____ EXTRACTED DATA

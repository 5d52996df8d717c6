use chrono::{DateTime, SecondsFormat, Utc};
use common::domain::{
    message_type_code, EventKind, LedgerRecord, LedgerSettings, QueueMessage, QueuedEvent,
};
use serde_json::{json, Map, Value};

/// Key under which non-object event bodies are stored
const PAYLOAD_KEY: &str = "payload";
const METADATA_KEY: &str = "_metadata";
const NEW_TENANT_EVENT_TYPE: &str = "new_tenant_identified";

/// Builds ledger records from dequeued events using the event kind table
#[derive(Debug, Clone, Copy, Default)]
pub struct LedgerRecordBuilder {
    settings: LedgerSettings,
}

fn timestamp(at: DateTime<Utc>) -> String {
    at.to_rfc3339_opts(SecondsFormat::Millis, true)
}

/// Numeric type and code for `_metadata`.
///
/// Chat messages carry their own subtype in the body; every other kind uses
/// its fixed entry from the kind table.
fn event_type(kind: EventKind, body: &Value) -> (Option<u64>, &'static str) {
    match kind {
        EventKind::MessageCreate => match body.get("type").and_then(Value::as_u64) {
            Some(message_type) => (Some(message_type), message_type_code(message_type)),
            None => (None, "UNKNOWN"),
        },
        _ => {
            let descriptor = kind.descriptor();
            (
                descriptor.type_number.map(u64::from),
                descriptor.type_code,
            )
        }
    }
}

impl LedgerRecordBuilder {
    pub fn new(settings: LedgerSettings) -> Self {
        Self { settings }
    }

    /// Record for an event attributed to a resolved workspace
    pub fn event_record(
        &self,
        workspace_id: i64,
        message: &QueueMessage,
        queued: &QueuedEvent,
        processed_at: DateTime<Utc>,
    ) -> LedgerRecord {
        let envelope = &queued.event;
        let descriptor = envelope.kind.descriptor();

        let mut data = match &envelope.body {
            Value::Object(map) => map.clone(),
            other => {
                let mut map = Map::new();
                map.insert(PAYLOAD_KEY.to_string(), other.clone());
                map
            }
        };

        if let (Some(key), Some(previous)) = (descriptor.previous_key, &envelope.previous) {
            data.insert(key.to_string(), previous.clone());
        }

        let (type_number, type_code) = event_type(envelope.kind, &envelope.body);
        data.insert(
            METADATA_KEY.to_string(),
            json!({
                "msg_id": message.id,
                "enqueued_at": timestamp(message.enqueued_at),
                "read_count": message.read_count,
                "processed_at": timestamp(processed_at),
                "type": type_number,
                "type_code": type_code,
            }),
        );

        LedgerRecord {
            definition_id: self.settings.event_definition_id,
            project_id: workspace_id,
            data: Value::Object(data),
            received_at: queued.received_at,
        }
    }

    /// Bookkeeping record for an event whose tenant has no workspace binding.
    /// Written under the meta workspace with the original event nested.
    pub fn new_tenant_notice(
        &self,
        tenant_external_id: &str,
        event: &Value,
        at: DateTime<Utc>,
    ) -> LedgerRecord {
        LedgerRecord {
            definition_id: self.settings.new_tenant_definition_id,
            project_id: self.settings.meta_workspace_id,
            data: json!({
                "event": event,
                METADATA_KEY: {
                    "timestamp": timestamp(at),
                    "event_type": NEW_TENANT_EVENT_TYPE,
                    "tenant_external_id": tenant_external_id,
                },
            }),
            received_at: None,
        }
    }
}

#[cfg(test)]
mod tests {
    use super::*;
    use chrono::TimeZone;
    use common::domain::EventEnvelope;

    fn message(id: i64) -> QueueMessage {
        let at = Utc.with_ymd_and_hms(2024, 1, 1, 0, 0, 5).unwrap();
        QueueMessage {
            id,
            read_count: 1,
            enqueued_at: at,
            visible_at: at,
            payload: Value::Null,
        }
    }

    fn queued(envelope: EventEnvelope) -> QueuedEvent {
        QueuedEvent {
            tenant_external_id: Some("g1".to_string()),
            event: envelope,
            received_at: Some(Utc.with_ymd_and_hms(2024, 1, 1, 0, 0, 0).unwrap()),
        }
    }

    fn processed_at() -> DateTime<Utc> {
        Utc.with_ymd_and_hms(2024, 1, 1, 0, 0, 10).unwrap()
    }

    #[test]
    fn test_event_record_echoes_body_with_metadata() {
        let builder = LedgerRecordBuilder::default();
        let event = queued(EventEnvelope::new(
            EventKind::MessageCreate,
            json!({ "text": "hi", "type": 19 }),
        ));

        let record = builder.event_record(42, &message(7), &event, processed_at());

        assert_eq!(record.definition_id, 67);
        assert_eq!(record.project_id, 42);
        assert_eq!(record.received_at, event.received_at);
        assert_eq!(record.data["text"], "hi");
        assert_eq!(record.data["_metadata"]["msg_id"], 7);
        assert_eq!(record.data["_metadata"]["read_count"], 1);
        assert_eq!(record.data["_metadata"]["type"], 19);
        assert_eq!(record.data["_metadata"]["type_code"], "REPLY");
        assert_eq!(
            record.data["_metadata"]["enqueued_at"],
            "2024-01-01T00:00:05.000Z"
        );
        assert_eq!(
            record.data["_metadata"]["processed_at"],
            "2024-01-01T00:00:10.000Z"
        );
    }

    #[test]
    fn test_message_without_type_is_unknown() {
        let builder = LedgerRecordBuilder::default();
        let event = queued(EventEnvelope::new(EventKind::MessageCreate, json!({})));

        let record = builder.event_record(42, &message(1), &event, processed_at());

        assert!(record.data["_metadata"]["type"].is_null());
        assert_eq!(record.data["_metadata"]["type_code"], "UNKNOWN");
    }

    #[test]
    fn test_non_message_kind_uses_table_entry_and_previous_snapshot() {
        let builder = LedgerRecordBuilder::default();
        let event = queued(
            EventEnvelope::new(EventKind::RoleUpdate, json!({ "name": "mods" }))
                .with_previous(json!({ "name": "moderators" })),
        );

        let record = builder.event_record(42, &message(1), &event, processed_at());

        let descriptor = EventKind::RoleUpdate.descriptor();
        assert_eq!(
            record.data["_metadata"]["type"],
            descriptor.type_number.unwrap()
        );
        assert_eq!(record.data["_metadata"]["type_code"], "ROLE_UPDATE");
        assert_eq!(record.data["old_role"]["name"], "moderators");
        assert_eq!(record.data["name"], "mods");
    }

    #[test]
    fn test_previous_snapshot_ignored_for_kinds_without_key() {
        let builder = LedgerRecordBuilder::default();
        let event = queued(
            EventEnvelope::new(EventKind::ChannelCreate, json!({ "id": "1" }))
                .with_previous(json!({ "id": "0" })),
        );

        let record = builder.event_record(42, &message(1), &event, processed_at());

        let keys: Vec<&String> = record.data.as_object().unwrap().keys().collect();
        assert_eq!(keys.len(), 2);
    }

    #[test]
    fn test_scalar_body_is_wrapped() {
        let builder = LedgerRecordBuilder::default();
        let event = queued(EventEnvelope::new(EventKind::ReactionAdd, json!("👍")));

        let record = builder.event_record(42, &message(1), &event, processed_at());

        assert_eq!(record.data["payload"], "👍");
        assert!(record.data["_metadata"].is_object());
    }

    #[test]
    fn test_new_tenant_notice_targets_meta_workspace() {
        let builder = LedgerRecordBuilder::new(LedgerSettings {
            event_definition_id: 67,
            new_tenant_definition_id: 68,
            meta_workspace_id: 1,
        });
        let event = json!({ "kind": "message_create", "body": { "text": "hi" } });

        let record = builder.new_tenant_notice("unknown", &event, processed_at());

        assert_eq!(record.definition_id, 68);
        assert_eq!(record.project_id, 1);
        assert_eq!(record.received_at, None);
        assert_eq!(record.data["event"], event);
        assert_eq!(
            record.data["_metadata"]["event_type"],
            "new_tenant_identified"
        );
        assert_eq!(record.data["_metadata"]["tenant_external_id"], "unknown");
    }
}
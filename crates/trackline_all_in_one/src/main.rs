mod config;

use crate::config::ServiceConfig;
use common::postgres::{PostgresClient, PostgresLedgerRepository, StorageGateway};
use common::queue::PgmqQueue;
use common::telemetry::{init_telemetry, shutdown_telemetry, TracingTelemetrySink};
use ingest_worker::{IngestWorker, IngestWorkerConfig};
use std::sync::Arc;
use std::time::Duration;
use tracing::{error, info, warn};
use trackline_runner::Runner;

#[tokio::main]
async fn main() {
    let config = match ServiceConfig::from_env() {
        Ok(cfg) => cfg,
        Err(e) => {
            eprintln!("Failed to load configuration: {}", e);
            std::process::exit(1);
        }
    };

    let telemetry_providers = match init_telemetry(&config.telemetry()) {
        Ok(providers) => providers,
        Err(e) => {
            eprintln!("Failed to initialize telemetry: {:#}", e);
            std::process::exit(1);
        }
    };

    info!(
        queue = %config.queue_name,
        ledger_host = %config.postgres_host,
        queue_host = %config.queue_postgres_host,
        otel_enabled = config.otel_enabled,
        demo_producer_enabled = config.demo_producer_enabled,
        "Starting trackline service"
    );

    // The ledger and the queue use separate credentials and separate pools
    let (ledger_client, queue_client) = match create_clients(&config) {
        Ok(clients) => clients,
        Err(e) => {
            error!(error = %format!("{:#}", e), "Failed to create postgres clients");
            shutdown_telemetry(telemetry_providers);
            std::process::exit(1);
        }
    };

    // Ledger outages are retried per message, so an unreachable ledger only warns
    if let Err(e) = ledger_client.ping().await {
        warn!(error = %format!("{:#}", e), "Ledger database is not reachable yet");
    }

    let repository = Arc::new(PostgresLedgerRepository::new(StorageGateway::new(
        ledger_client.clone(),
        config.retry_policy(),
    )));
    let queue = Arc::new(PgmqQueue::new(queue_client.clone()));

    let ingest_worker = IngestWorker::new(
        repository,
        queue,
        Arc::new(TracingTelemetrySink::new()),
        IngestWorkerConfig {
            consumer: config.consumer(),
            ledger: config.ledger(),
            demo_producer: config.demo_producer(),
        },
    );

    if let Err(e) = ingest_worker.initialize().await {
        error!(error = %e, "Failed to initialize queue, refusing to start");
        shutdown_telemetry(telemetry_providers);
        std::process::exit(1);
    }

    let mut runner = Runner::new();
    for (name, process) in ingest_worker.into_runner_processes() {
        runner = runner.with_named_process(name, process);
    }

    runner
        .with_closer("postgres_pools", move || async move {
            ledger_client.close();
            queue_client.close();
            info!("Postgres pools closed");
            Ok(())
        })
        .with_closer("telemetry", move || async move {
            shutdown_telemetry(telemetry_providers);
            Ok(())
        })
        .with_closer_timeout(Duration::from_secs(config.shutdown_timeout_secs))
        .run_and_exit()
        .await;
}

fn create_clients(config: &ServiceConfig) -> anyhow::Result<(PostgresClient, PostgresClient)> {
    let ledger = PostgresClient::new(&config.ledger_postgres())?;
    let queue = PostgresClient::new(&config.queue_postgres())?;
    Ok((ledger, queue))
}
mod event;
mod ledger;
mod queue;
mod result;

pub use event::*;
pub use ledger::*;
pub use queue::*;
pub use result::*;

________

#### [ASSIGNMENT]
Report how many lines of the data hold the string "move"; give only the number.

#### [WORKED SOLUTION]
2